BEGIN Dataset records

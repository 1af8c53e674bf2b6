use std::sync::Arc;

use axum::body::Body;
use axum::http::{header, Request, StatusCode};
use serde_json::{json, Value};
use tower::ServiceExt;

use super::service::{FlowKind, SessionServiceError, WizardSessionService};
use super::session_router;
use crate::workflows::wizard::{FieldValue, WizardError};

fn service() -> WizardSessionService {
    WizardSessionService::standard()
}

fn filled_intake(service: &WizardSessionService) -> String {
    let view = service
        .create(FlowKind::Intake, "individual")
        .expect("known tag");
    let id = view.session_id;
    service
        .set_field(&id, "first_name", FieldValue::text("John"))
        .expect("session present");
    service
        .set_field(&id, "surname", FieldValue::text("Doe"))
        .expect("session present");
    service
        .set_field(&id, "email", FieldValue::text("john@example.com"))
        .expect("session present");
    service
        .set_field(&id, "phone", FieldValue::text("5550102030"))
        .expect("session present");
    service
        .set_field(&id, "id_type", FieldValue::text("national-id"))
        .expect("session present");
    service
        .set_field(&id, "id_number", FieldValue::text("123456789"))
        .expect("session present");
    service
        .set_field(&id, "date_of_birth", FieldValue::text("1988-04-12"))
        .expect("session present");
    id
}

#[test]
fn create_assigns_sequential_ids_per_registry() {
    let service = service();
    let first = service.create(FlowKind::Intake, "individual").expect("ok");
    let second = service.create(FlowKind::Booking, "immigration").expect("ok");
    assert_ne!(first.session_id, second.session_id);
    assert_eq!(second.kind, FlowKind::Booking);
    assert_eq!(second.step_count, 4);
}

#[test]
fn create_rejects_a_tag_from_the_wrong_flow() {
    let service = service();
    let error = service
        .create(FlowKind::Booking, "individual")
        .expect_err("department expected");
    assert!(matches!(error, SessionServiceError::UnknownTag { .. }));
}

#[test]
fn advance_surfaces_the_gate_failure_without_moving() {
    let service = service();
    let view = service.create(FlowKind::Intake, "company").expect("ok");
    let error = service.advance(&view.session_id).expect_err("unsatisfied");
    assert!(matches!(
        error,
        SessionServiceError::Wizard(WizardError::StepInvalid { step: 1 })
    ));
    let after = service.get(&view.session_id).expect("still registered");
    assert_eq!(after.current_step, 1);
}

#[test]
fn full_intake_walk_ends_with_submit_discarding_the_session() {
    let service = service();
    let id = filled_intake(&service);

    for _ in 1..5 {
        service.advance(&id).expect("steps satisfied");
    }
    service.toggle_service(&id, "Tax Filing").expect("present");

    let requirements = service.requirements(&id).expect("resolvable");
    assert!(requirements.iter().any(|entry| entry.name == "ID Copy"));
    assert!(requirements
        .iter()
        .any(|entry| entry.name == "Tax Clearance Form"));

    let snapshot = service.submit(&id).expect("at final step");
    assert_eq!(snapshot.tag, "individual");
    assert_eq!(snapshot.selected_services, vec!["Tax Filing".to_string()]);

    let error = service.get(&id).expect_err("session discarded");
    assert!(matches!(error, SessionServiceError::NotFound(_)));
}

#[test]
fn submit_off_the_final_step_is_refused_and_keeps_the_session() {
    let service = service();
    let id = filled_intake(&service);
    let error = service.submit(&id).expect_err("not at review");
    assert!(matches!(
        error,
        SessionServiceError::Wizard(WizardError::NotAtFinalStep { step: 1 })
    ));
    assert!(service.get(&id).is_ok());
}

#[test]
fn reference_data_lists_tags_steps_and_services_with_labels() {
    let service = service();

    let intake = service.reference(FlowKind::Intake);
    assert_eq!(intake.steps.len(), 5);
    assert_eq!(intake.steps[0].label, "Basic Information");
    assert!(intake
        .tags
        .iter()
        .any(|tag| tag.key == "sole_trader" && tag.label == "Sole Trader"));
    assert!(intake
        .services
        .iter()
        .any(|entry| entry.name == "Tax Filing"));
    assert_eq!(intake.formatters, vec!["phone", "national-id"]);

    let booking = service.reference(FlowKind::Booking);
    assert_eq!(booking.steps.len(), 4);
    assert!(booking
        .tags
        .iter()
        .any(|tag| tag.key == "immigration" && tag.label == "Immigration"));
}

#[test]
fn format_and_validate_are_exposed_through_the_registry() {
    let service = service();
    let result = service.format("phone", "5550102030").expect("known");
    assert_eq!(result.formatted, "555 010 2030");

    let error = service.format("postcode", "AB1").expect_err("unknown");
    assert!(matches!(error, SessionServiceError::UnknownFormatter(_)));

    assert!(service.validate_id("passport", "A1234567"));
    assert!(!service.validate_id("passport", "12345678"));
}

async fn request(
    router: axum::Router,
    method: &str,
    uri: &str,
    body: Option<Value>,
) -> (StatusCode, Value) {
    let builder = Request::builder()
        .method(method)
        .uri(uri)
        .header(header::CONTENT_TYPE, "application/json");
    let request = match body {
        Some(value) => builder
            .body(Body::from(serde_json::to_vec(&value).expect("serializable")))
            .expect("valid request"),
        None => builder.body(Body::empty()).expect("valid request"),
    };

    let response = router.oneshot(request).await.expect("handler responds");
    let status = response.status();
    let bytes = axum::body::to_bytes(response.into_body(), usize::MAX)
        .await
        .expect("body readable");
    let value = if bytes.is_empty() {
        Value::Null
    } else {
        serde_json::from_slice(&bytes).expect("json body")
    };
    (status, value)
}

#[tokio::test]
async fn session_routes_cover_the_wizard_lifecycle() {
    let service = Arc::new(service());
    let router = session_router(service);

    let (status, created) = request(
        router.clone(),
        "POST",
        "/api/v1/sessions",
        Some(json!({ "kind": "intake", "tag": "individual" })),
    )
    .await;
    assert_eq!(status, StatusCode::CREATED);
    let session_id = created["session_id"].as_str().expect("id present");

    let (status, body) = request(
        router.clone(),
        "POST",
        &format!("/api/v1/sessions/{session_id}/advance"),
        None,
    )
    .await;
    assert_eq!(status, StatusCode::CONFLICT);
    assert!(body["error"]
        .as_str()
        .expect("message present")
        .contains("step 1"));

    for (name, value) in [
        ("first_name", json!("John")),
        ("surname", json!("Doe")),
    ] {
        let (status, _) = request(
            router.clone(),
            "PUT",
            &format!("/api/v1/sessions/{session_id}/fields"),
            Some(json!({ "name": name, "value": value })),
        )
        .await;
        assert_eq!(status, StatusCode::OK);
    }

    let (status, advanced) = request(
        router.clone(),
        "POST",
        &format!("/api/v1/sessions/{session_id}/advance"),
        None,
    )
    .await;
    assert_eq!(status, StatusCode::OK);
    assert_eq!(advanced["current_step"], json!(2));

    let (status, retreated) = request(
        router.clone(),
        "POST",
        &format!("/api/v1/sessions/{session_id}/retreat"),
        None,
    )
    .await;
    assert_eq!(status, StatusCode::OK);
    assert_eq!(retreated["current_step"], json!(1));
}

#[tokio::test]
async fn requirements_route_returns_the_resolved_set() {
    let service = Arc::new(service());
    let session_id = filled_intake(&service);
    let router = session_router(service);

    let (status, _) = request(
        router.clone(),
        "POST",
        &format!("/api/v1/sessions/{session_id}/services"),
        Some(json!({ "name": "Immigration Case" })),
    )
    .await;
    assert_eq!(status, StatusCode::OK);

    let (status, body) = request(
        router,
        "GET",
        &format!("/api/v1/sessions/{session_id}/requirements"),
        None,
    )
    .await;
    assert_eq!(status, StatusCode::OK);
    let names: Vec<&str> = body
        .as_array()
        .expect("list")
        .iter()
        .map(|entry| entry["name"].as_str().expect("name"))
        .collect();
    assert_eq!(
        names,
        vec!["ID Copy", "Proof of Address", "Passport Copy", "Visa History", "Police Clearance"]
    );
}

#[tokio::test]
async fn reference_route_serves_dropdown_data() {
    let router = session_router(Arc::new(service()));

    let (status, body) = request(router.clone(), "GET", "/api/v1/reference/intake", None).await;
    assert_eq!(status, StatusCode::OK);
    assert_eq!(body["kind"], json!("intake"));
    assert_eq!(body["tags"][0]["label"], json!("Individual"));
    assert_eq!(body["steps"][4]["label"], json!("Review & Documents"));

    let (status, _) = request(router, "GET", "/api/v1/reference/walk-in", None).await;
    assert_eq!(status, StatusCode::NOT_FOUND);
}

#[tokio::test]
async fn unknown_sessions_map_to_not_found() {
    let router = session_router(Arc::new(service()));
    let (status, body) = request(router, "GET", "/api/v1/sessions/ses-999999", None).await;
    assert_eq!(status, StatusCode::NOT_FOUND);
    assert!(body["error"].as_str().expect("message").contains("ses-999999"));
}

#[tokio::test]
async fn format_route_reports_rejections_in_band() {
    let router = session_router(Arc::new(service()));
    let (status, body) = request(
        router,
        "POST",
        "/api/v1/format",
        Some(json!({ "formatter": "phone", "raw": "555x010" })),
    )
    .await;
    assert_eq!(status, StatusCode::OK);
    assert_eq!(body["formatted"], json!("555 010"));
    assert!(body["error"].as_str().expect("rejection").contains("digits"));
}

END Dataset records

Task brief: Each line above that contains the word "async" counts once; give the total and no other text.

Output: 6